On October 11, 2025, the game was released for Windows, as part of the Neo Geo Premium Selection series based on the previously unreleased Kizuna Encounter: Super Tag Battle "4Way Battle Version". This version features 4 players and online play with rollback netcode by Code Mystics.

==Gameplay==

Gameplay screenshot showcasing a match between Rosa and Sho Hayate against Max Eagle and Chung Paifu.

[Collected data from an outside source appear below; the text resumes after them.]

// Dweve EKG - Enterprise Knowledge Graph
//
// Copyright (c) 2025 Dweve IP B.V. and individual contributors.
//
// SPDX-License-Identifier: Apache-2.0
//
// Licensed under the Apache License, Version 2.0 (the "License");
// you may not use this file except in compliance with the License.
// You may obtain a copy of the License in the LICENSE file at the
// root of this repository or at: http://www.apache.org/licenses/LICENSE-2.0
//
// Unless required by applicable law or agreed to in writing, software
// distributed under the License is distributed on an "AS IS" BASIS,
// WITHOUT WARRANTIES OR CONDITIONS OF ANY KIND, either express or implied.
// See the License for the specific language governing permissions and
// limitations under the License.

//! Table planning: node and relationship table definitions for a schema.
//!
//! Every declared node type (other than legacy embedded children) gets one
//! node table whose columns are, in order:
//!
//! 1. the four system columns (identity, display name, timestamps),
//! 2. the type's own fields minus its excluded fields,
//! 3. `{field}_`-prefixed fields of every embedded sub-object,
//! 4. prefixed fields of legacy children embedded into this type.
//!
//! Column types follow the model's field shapes after unwrapping optionals.

use std::collections::BTreeSet;
use std::fmt;

use ekg_core::{FieldType, ModelCatalog, ScalarType, Schema, SystemColumns};
use serde::{Deserialize, Serialize};

/// Column types of the Kuzu dialect.
#[derive(Debug, Clone, Copy, PartialEq, Eq, Hash, Serialize, Deserialize)]
pub enum ColumnType {
    /// `INT64`.
    Int64,
    /// `DOUBLE`.
    Double,
    /// `BOOLEAN`.
    Boolean,
    /// `STRING`.
    String,
    /// `STRING[]`.
    StringList,
}

impl ColumnType {
    /// Map a field shape to a column type.
    pub fn of(ty: &FieldType) -> Self {
        match ty.unwrap_optional() {
            FieldType::List(_) => ColumnType::StringList,
            FieldType::Scalar(ScalarType::Int) => ColumnType::Int64,
            FieldType::Scalar(ScalarType::Float) => ColumnType::Double,
            FieldType::Scalar(ScalarType::Bool) => ColumnType::Boolean,
            _ => ColumnType::String,
        }
    }

    /// The type name as written in DDL.
    pub fn as_str(&self) -> &'static str {
        match self {
            ColumnType::Int64 => "INT64",
            ColumnType::Double => "DOUBLE",
            ColumnType::Boolean => "BOOLEAN",
            ColumnType::String => "STRING",
            ColumnType::StringList => "STRING[]",
        }
    }
}

impl fmt::Display for ColumnType {
    fn fmt(&self, f: &mut fmt::Formatter<'_>) -> fmt::Result {
        f.write_str(self.as_str())
    }
}

/// A named, typed column.
#[derive(Debug, Clone, PartialEq, Eq, Serialize, Deserialize)]
pub struct ColumnDef {
    /// Column name.
    pub name: String,
    /// Column type.
    pub ty: ColumnType,
}

impl ColumnDef {
    /// Create a column definition.
    pub fn new(name: impl Into<String>, ty: ColumnType) -> Self {
        Self {
            name: name.into(),
            ty,
        }
    }
}

/// A node table definition.
#[derive(Debug, Clone, PartialEq, Eq, Serialize, Deserialize)]
pub struct NodeTablePlan {
    /// Table name (the node type).
    pub name: String,
    /// Columns in creation order.
    pub columns: Vec<ColumnDef>,
    /// Primary key column.
    pub primary_key: String,
}

impl NodeTablePlan {
    /// Look up a column by name.
    pub fn column(&self, name: &str) -> Option<&ColumnDef> {
        self.columns.iter().find(|c| c.name == name)
    }
}

/// A relationship table definition.
#[derive(Debug, Clone, PartialEq, Eq, Serialize, Deserialize)]
pub struct RelTablePlan {
    /// Table name (the relation name).
    pub name: String,
    /// Source node table.
    pub from: String,
    /// Target node table.
    pub to: String,
}

/// Every table to drop and create for one schema.
#[derive(Debug, Clone, Default, PartialEq, Eq, Serialize, Deserialize)]
pub struct TablePlan {
    /// Tables to drop before creating, relationship tables first.
    pub drops: Vec<String>,
    /// Node tables in declaration order.
    pub nodes: Vec<NodeTablePlan>,
    /// Relationship tables whose endpoints both have node tables.
    pub relations: Vec<RelTablePlan>,
    /// Relations left out because an endpoint has no node table.
    pub skipped_relations: Vec<String>,
}

impl TablePlan {
    /// Look up a node table by name.
    pub fn node(&self, name: &str) -> Option<&NodeTablePlan> {
        self.nodes.iter().find(|n| n.name == name)
    }

    /// Look up a relationship table by name.
    pub fn relation(&self, name: &str) -> Option<&RelTablePlan> {
        self.relations.iter().find(|r| r.name == name)
    }
}

/// Plan the tables of a schema.
pub fn plan_tables(schema: &Schema, columns: &SystemColumns) -> TablePlan {
    let catalog = schema.catalog();
    let mut plan = TablePlan::default();

    let mut dropped = BTreeSet::new();
    for relation in schema.relations() {
        if dropped.insert(relation.name().to_string()) {
            plan.drops.push(relation.name().to_string());
        }
    }
    for node in schema.nodes() {
        if dropped.insert(node.type_name().to_string()) {
            plan.drops.push(node.type_name().to_string());
        }
    }

    for node in schema.nodes() {
        if node.is_embedded_in_parent() || plan.node(node.type_name()).is_some() {
            continue;
        }
        let mut table = ColumnsBuilder::new(columns);

        if let Some(def) = catalog.get(node.type_name()) {
            for field in &def.fields {
                if !node.is_excluded(&field.name) {
                    table.push(field.name.clone(), ColumnType::of(&field.ty));
                }
            }
        }

        for embedded in &node.declaration().embedded {
            table.push_type(catalog, &embedded.prefix(), &embedded.type_name);
        }

        for child in schema.nodes() {
            let Some(legacy) = &child.declaration().embed_in_parent else {
                continue;
            };
            if legacy.parent == node.type_name() {
                let prefix = child.declaration().legacy_prefix().unwrap_or_default();
                table.push_type(catalog, &prefix, child.type_name());
            }
        }

        plan.nodes.push(NodeTablePlan {
            name: node.type_name().to_string(),
            columns: table.columns,
            primary_key: columns.id.clone(),
        });
    }

    for relation in schema.relations() {
        if schema.has_table(relation.from()) && schema.has_table(relation.to()) {
            plan.relations.push(RelTablePlan {
                name: relation.name().to_string(),
                from: relation.from().to_string(),
                to: relation.to().to_string(),
            });
        } else {
            plan.skipped_relations.push(relation.name().to_string());
        }
    }

    plan
}

struct ColumnsBuilder {
    columns: Vec<ColumnDef>,
    seen: BTreeSet<String>,
}

impl ColumnsBuilder {
    fn new(system: &SystemColumns) -> Self {
        let mut builder = Self {
            columns: Vec::new(),
            seen: BTreeSet::new(),
        };
        for name in system.all() {
            builder.push(name.to_string(), ColumnType::String);
        }
        builder
    }

    fn push(&mut self, name: String, ty: ColumnType) {
        if self.seen.insert(name.clone()) {
            self.columns.push(ColumnDef { name, ty });
        }
    }

    fn push_type(&mut self, catalog: &ModelCatalog, prefix: &str, type_name: &str) {
        if let Some(def) = catalog.get(type_name) {
            for field in &def.fields {
                self.push(format!("{}{}", prefix, field.name), ColumnType::of(&field.ty));
            }
        }
    }
}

The Kizuna Encounter fighting system is similar to the Real Bout Fatal Fury fighting system. Notable additions include the tag system, in which players have the ability to switch characters in-game by pressing the tag button while standing in their team's tag area. If a player loses one character, regardless of their other character's vitality, they lose the match. A roll system similar to the one used in The King of Fighters is also present in Kizuna Encounter as well.

==Plot==
One year ago, King Leo made and held the Battle of the Beast God tournament in order to see who was worthy enough to challenge him. Nine fighters entered the tournament upon sight and each of them battled against one another, but in the end, Sho Hayate proved to be the strongest warrior and he won the tournament while defeating both King Leo and his fake impersonator King Lion in the finals of the competition.

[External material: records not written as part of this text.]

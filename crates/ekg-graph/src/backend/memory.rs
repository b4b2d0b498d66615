// Dweve EKG - Enterprise Knowledge Graph
//
// Copyright (c) 2025 Dweve IP B.V. and individual contributors.
//
// SPDX-License-Identifier: Apache-2.0
//
// Licensed under the Apache License, Version 2.0 (the "License");
// you may not use this file except in compliance with the License.
// You may obtain a copy of the License in the LICENSE file at the
// root of this repository or at: http://www.apache.org/licenses/LICENSE-2.0
//
// Unless required by applicable law or agreed to in writing, software
// distributed under the License is distributed on an "AS IS" BASIS,
// WITHOUT WARRANTIES OR CONDITIONS OF ANY KIND, either express or implied.
// See the License for the specific language governing permissions and
// limitations under the License.

//! In-process property graph.
//!
//! Tables follow the rules of the embedded engine: node and relationship
//! tables share one namespace, node rows are typed and keyed by their
//! primary key, relationship tables are bound to one source and one target
//! node table, and a node table cannot be dropped while a relationship
//! table refers to it. A relationship insert whose endpoints are not found
//! creates nothing, like a `MATCH .. CREATE` that matches no rows.

use std::collections::{BTreeMap, HashMap};

use ekg_core::{PropertyMap, Value};
use tracing::debug;

use super::{GraphBackend, QueryOutput};
use crate::cypher::flatten;
use crate::error::{GraphError, Result};
use crate::plan::{ColumnDef, ColumnType};

#[derive(Debug, Clone)]
struct NodeTableData {
    columns: Vec<ColumnDef>,
    primary_key: String,
    rows: Vec<PropertyMap>,
    index: HashMap<String, usize>,
}

impl NodeTableData {
    fn column(&self, name: &str) -> Option<&ColumnDef> {
        self.columns.iter().find(|c| c.name == name)
    }
}

#[derive(Debug, Clone)]
struct StoredEdge {
    from: String,
    to: String,
    properties: PropertyMap,
}

#[derive(Debug, Clone)]
struct RelTableData {
    from: String,
    to: String,
    properties: Vec<ColumnDef>,
    edges: Vec<StoredEdge>,
}

/// An embedded in-process graph store.
#[derive(Debug, Clone)]
pub struct MemoryBackend {
    connected: bool,
    nodes: BTreeMap<String, NodeTableData>,
    relations: BTreeMap<String, RelTableData>,
}

impl Default for MemoryBackend {
    fn default() -> Self {
        Self::new()
    }
}

impl MemoryBackend {
    /// Create an empty, connected store.
    pub fn new() -> Self {
        Self {
            connected: true,
            nodes: BTreeMap::new(),
            relations: BTreeMap::new(),
        }
    }

    /// Names of all node and relationship tables, sorted.
    pub fn table_names(&self) -> Vec<&str> {
        let mut names: Vec<&str> = self
            .nodes
            .keys()
            .chain(self.relations.keys())
            .map(String::as_str)
            .collect();
        names.sort_unstable();
        names
    }

    /// Columns of a node table.
    pub fn columns(&self, table: &str) -> Option<&[ColumnDef]> {
        self.nodes.get(table).map(|t| t.columns.as_slice())
    }

    /// Primary key column of a node table.
    pub fn primary_key(&self, table: &str) -> Option<&str> {
        self.nodes.get(table).map(|t| t.primary_key.as_str())
    }

    /// Endpoint tables of a relationship table.
    pub fn endpoints(&self, relation: &str) -> Option<(&str, &str)> {
        self.relations
            .get(relation)
            .map(|r| (r.from.as_str(), r.to.as_str()))
    }

    /// Rows of a node table, in insertion order.
    pub fn rows(&self, table: &str) -> &[PropertyMap] {
        self.nodes
            .get(table)
            .map(|t| t.rows.as_slice())
            .unwrap_or(&[])
    }

    /// A node row by primary key.
    pub fn row(&self, table: &str, key: &str) -> Option<&PropertyMap> {
        let data = self.nodes.get(table)?;
        data.index.get(key).and_then(|&i| data.rows.get(i))
    }

    /// Number of rows in a node table.
    pub fn node_count(&self, table: &str) -> usize {
        self.rows(table).len()
    }

    /// Number of edges in a relationship table.
    pub fn edge_count(&self, relation: &str) -> usize {
        self.relations
            .get(relation)
            .map(|r| r.edges.len())
            .unwrap_or(0)
    }

    /// Rows across all node tables.
    pub fn total_nodes(&self) -> usize {
        self.nodes.values().map(|t| t.rows.len()).sum()
    }

    /// Edges across all relationship tables.
    pub fn total_edges(&self) -> usize {
        self.relations.values().map(|r| r.edges.len()).sum()
    }

    /// Every node as `(identity, properties)`, with the table name under
    /// `_label`.
    pub fn nodes(&self) -> Vec<(String, PropertyMap)> {
        let mut out = Vec::new();
        for (table, data) in &self.nodes {
            for row in &data.rows {
                let id = row
                    .get(&data.primary_key)
                    .map(Value::to_string)
                    .unwrap_or_default();
                let mut properties = row.clone();
                properties.insert("_label".to_string(), Value::from(table.as_str()));
                out.push((id, properties));
            }
        }
        out
    }

    /// Every edge as `(source, target, relation, properties)`.
    pub fn edges(&self) -> Vec<(String, String, String, PropertyMap)> {
        let mut out = Vec::new();
        for (relation, data) in &self.relations {
            for edge in &data.edges {
                out.push((
                    edge.from.clone(),
                    edge.to.clone(),
                    relation.clone(),
                    edge.properties.clone(),
                ));
            }
        }
        out
    }

    fn ensure_connected(&self) -> Result<()> {
        if self.connected {
            Ok(())
        } else {
            Err(GraphError::NotConnected)
        }
    }

    fn ensure_free(&self, name: &str) -> Result<()> {
        if self.nodes.contains_key(name) || self.relations.contains_key(name) {
            Err(GraphError::TableExists(name.to_string()))
        } else {
            Ok(())
        }
    }
}

fn kind(value: &Value) -> &'static str {
    match value {
        Value::Null => "null",
        Value::Bool(_) => "bool",
        Value::Int(_) => "int",
        Value::Float(_) => "float",
        Value::String(_) => "string",
        Value::Enum(_) => "enum",
        Value::List(_) => "list",
        Value::Object(_) => "object",
    }
}

fn coerce(table: &str, column: &ColumnDef, value: &Value) -> Result<Value> {
    let coerced = match (column.ty, value) {
        (_, Value::Null) => Some(Value::Null),
        (ColumnType::Int64, Value::Int(n)) => Some(Value::Int(*n)),
        (ColumnType::Double, Value::Float(f)) => Some(Value::Float(*f)),
        (ColumnType::Double, Value::Int(n)) => Some(Value::Float(*n as f64)),
        (ColumnType::Boolean, Value::Bool(b)) => Some(Value::Bool(*b)),
        (ColumnType::String, Value::String(s)) => Some(Value::String(s.clone())),
        (ColumnType::String, Value::Enum(e)) => Some(Value::from(e.underlying_value())),
        (ColumnType::String, Value::Object(_)) => Some(Value::String(flatten(value))),
        (ColumnType::StringList, Value::List(items)) => Some(Value::List(
            items
                .iter()
                .map(|item| match item {
                    Value::Null => Value::Null,
                    other => Value::String(flatten(other)),
                })
                .collect(),
        )),
        _ => None,
    };
    coerced.ok_or_else(|| GraphError::TypeMismatch {
        table: table.to_string(),
        column: column.name.clone(),
        expected: column.ty.to_string(),
        found: kind(value).to_string(),
    })
}

impl GraphBackend for MemoryBackend {
    fn connect(&mut self, _connection_string: &str) -> Result<()> {
        self.connected = true;
        Ok(())
    }

    fn execute(&mut self, query: &str, _parameters: &PropertyMap) -> Result<QueryOutput> {
        self.ensure_connected()?;
        Err(GraphError::UnsupportedQuery {
            backend: "memory",
            query: query.to_string(),
        })
    }

    fn create_node_table(
        &mut self,
        name: &str,
        columns: &[ColumnDef],
        primary_key: &str,
    ) -> Result<()> {
        self.ensure_connected()?;
        self.ensure_free(name)?;
        if !columns.iter().any(|c| c.name == primary_key) {
            return Err(GraphError::InvalidPrimaryKey {
                table: name.to_string(),
                column: primary_key.to_string(),
            });
        }
        self.nodes.insert(
            name.to_string(),
            NodeTableData {
                columns: columns.to_vec(),
                primary_key: primary_key.to_string(),
                rows: Vec::new(),
                index: HashMap::new(),
            },
        );
        Ok(())
    }

    fn create_relationship_table(
        &mut self,
        name: &str,
        from_table: &str,
        to_table: &str,
        properties: &[ColumnDef],
    ) -> Result<()> {
        self.ensure_connected()?;
        self.ensure_free(name)?;
        for endpoint in [from_table, to_table] {
            if !self.nodes.contains_key(endpoint) {
                return Err(GraphError::UnknownTable(endpoint.to_string()));
            }
        }
        self.relations.insert(
            name.to_string(),
            RelTableData {
                from: from_table.to_string(),
                to: to_table.to_string(),
                properties: properties.to_vec(),
                edges: Vec::new(),
            },
        );
        Ok(())
    }

    fn drop_table(&mut self, name: &str) -> Result<()> {
        self.ensure_connected()?;
        if self.relations.remove(name).is_some() {
            return Ok(());
        }
        if !self.nodes.contains_key(name) {
            return Err(GraphError::UnknownTable(name.to_string()));
        }
        if let Some((relation, _)) = self
            .relations
            .iter()
            .find(|(_, r)| r.from == name || r.to == name)
        {
            return Err(GraphError::TableInUse {
                table: name.to_string(),
                relation: relation.clone(),
            });
        }
        self.nodes.remove(name);
        Ok(())
    }

    fn insert_node(&mut self, table: &str, data: &PropertyMap) -> Result<()> {
        self.ensure_connected()?;
        let target = self
            .nodes
            .get_mut(table)
            .ok_or_else(|| GraphError::UnknownTable(table.to_string()))?;

        let mut row: PropertyMap = target
            .columns
            .iter()
            .map(|c| (c.name.clone(), Value::Null))
            .collect();
        for (name, value) in data {
            let column = target.column(name).ok_or_else(|| GraphError::UnknownColumn {
                table: table.to_string(),
                column: name.clone(),
            })?;
            row.insert(name.clone(), coerce(table, column, value)?);
        }

        let key = match row.get(&target.primary_key) {
            Some(Value::Null) | None => {
                return Err(GraphError::NullPrimaryKey {
                    table: table.to_string(),
                })
            }
            Some(value) => value.to_string(),
        };
        if target.index.contains_key(&key) {
            return Err(GraphError::DuplicatePrimaryKey {
                table: table.to_string(),
                key,
            });
        }
        target.index.insert(key, target.rows.len());
        target.rows.push(row);
        Ok(())
    }

    fn insert_relationship(
        &mut self,
        relation: &str,
        from_table: &str,
        from_key: &str,
        to_table: &str,
        to_key: &str,
        properties: &PropertyMap,
    ) -> Result<()> {
        self.ensure_connected()?;
        let rel = self
            .relations
            .get(relation)
            .ok_or_else(|| GraphError::UnknownTable(relation.to_string()))?;
        if rel.from != from_table || rel.to != to_table {
            return Err(GraphError::EndpointMismatch {
                relation: relation.to_string(),
                expected: format!("{} -> {}", rel.from, rel.to),
                found: format!("{} -> {}", from_table, to_table),
            });
        }

        let mut stored = PropertyMap::new();
        for (name, value) in properties {
            let column = rel
                .properties
                .iter()
                .find(|c| &c.name == name)
                .ok_or_else(|| GraphError::UnknownColumn {
                    table: relation.to_string(),
                    column: name.clone(),
                })?;
            stored.insert(name.clone(), coerce(relation, column, value)?);
        }

        let found = |table: &str, key: &str| {
            self.nodes
                .get(table)
                .map(|t| t.index.contains_key(key))
                .unwrap_or(false)
        };
        if !found(from_table, from_key) || !found(to_table, to_key) {
            debug!(
                relation = %relation,
                from = %from_key,
                to = %to_key,
                "relationship endpoints not found, nothing created"
            );
            return Ok(());
        }

        if let Some(rel) = self.relations.get_mut(relation) {
            rel.edges.push(StoredEdge {
                from: from_key.to_string(),
                to: to_key.to_string(),
                properties: stored,
            });
        }
        Ok(())
    }

    fn close(&mut self) -> Result<()> {
        self.connected = false;
        Ok(())
    }

    fn query_language(&self) -> &str {
        "Cypher"
    }
}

To seek revenge against Hayate and those who caused his downfall, King Leo has organized a second version of the Battle of the Beast God tournament, but with a new rule: teams of two people must work together in this new tournament so that they can either ensure victory or face defeat. The competitors from last year's tournament have learned of King Leo's new tournament and have decided to join forces with each other on either friendly or temporary terms, with the exception of Carol Stanzack (who decides to skip the tournament in order to continue her gymnastics training) and Nicola Zaza (who's too busy with work on his latest scientific project). However, the previous fighters aren't the only ones from within this tournament, as two new challengers have entered into the fray as well. The gathered fighters must be prepared to not only fight against each other, but against King Leo in this tournament, as well as an unknown threat lurking in the shadows.

==Characters==

===Returning characters===
- Sho Hayate
- Max Eagle
- Gordon Bowman
- Chung Paifu
- Gozu
- Mezu
- Joker
- King Lion

===New characters===
- Rosa - A young woman who wields a sword in combat and leads a strong resistance force against King Leo. When her young brother and a couple of her friends are kidnapped by King Leo, Rosa heads to the tournament in the hopes of defeating King Leo and saving her comrades.
- Kim Sue Il - A young Korean police detective who uses taekwondo and wields a bo staff. He is investigating Joker's involvement in the tournament and seeks to not only arrest him, but also to disband his gang, the Looly Po Po. It is heavily implied that Sue Il is a descendant of Kim Kaphwan from the Fatal Fury and The King of Fighters series (sharing some of his ancestor's traits, specifically a strong sense of justice, similar appearance, and many fighting skills and techniques). His name is translated as "Kim Young-Mok" in the game.

===Bosses===
- King Leo (Sub-Boss)
- Jyazu (Final Boss) - A mysterious fighter with a golden crow helmet known for his cruelty and sadism. Jyazu dresses in a black variant of Gozu and Mezu's attire and fights using a pair of golden claws while also utilizing some of Gozu and Mezu's own moves. As the leader of the terrorist organization the Jaguar (to which Gozu and Mezu are members of it), Jyazu's background is shrouded in mystery and his intentions are unknown. He can also transform into a demonic humanoid crow at will and can mask his evil intent from his enemies, giving him an unfair advantage.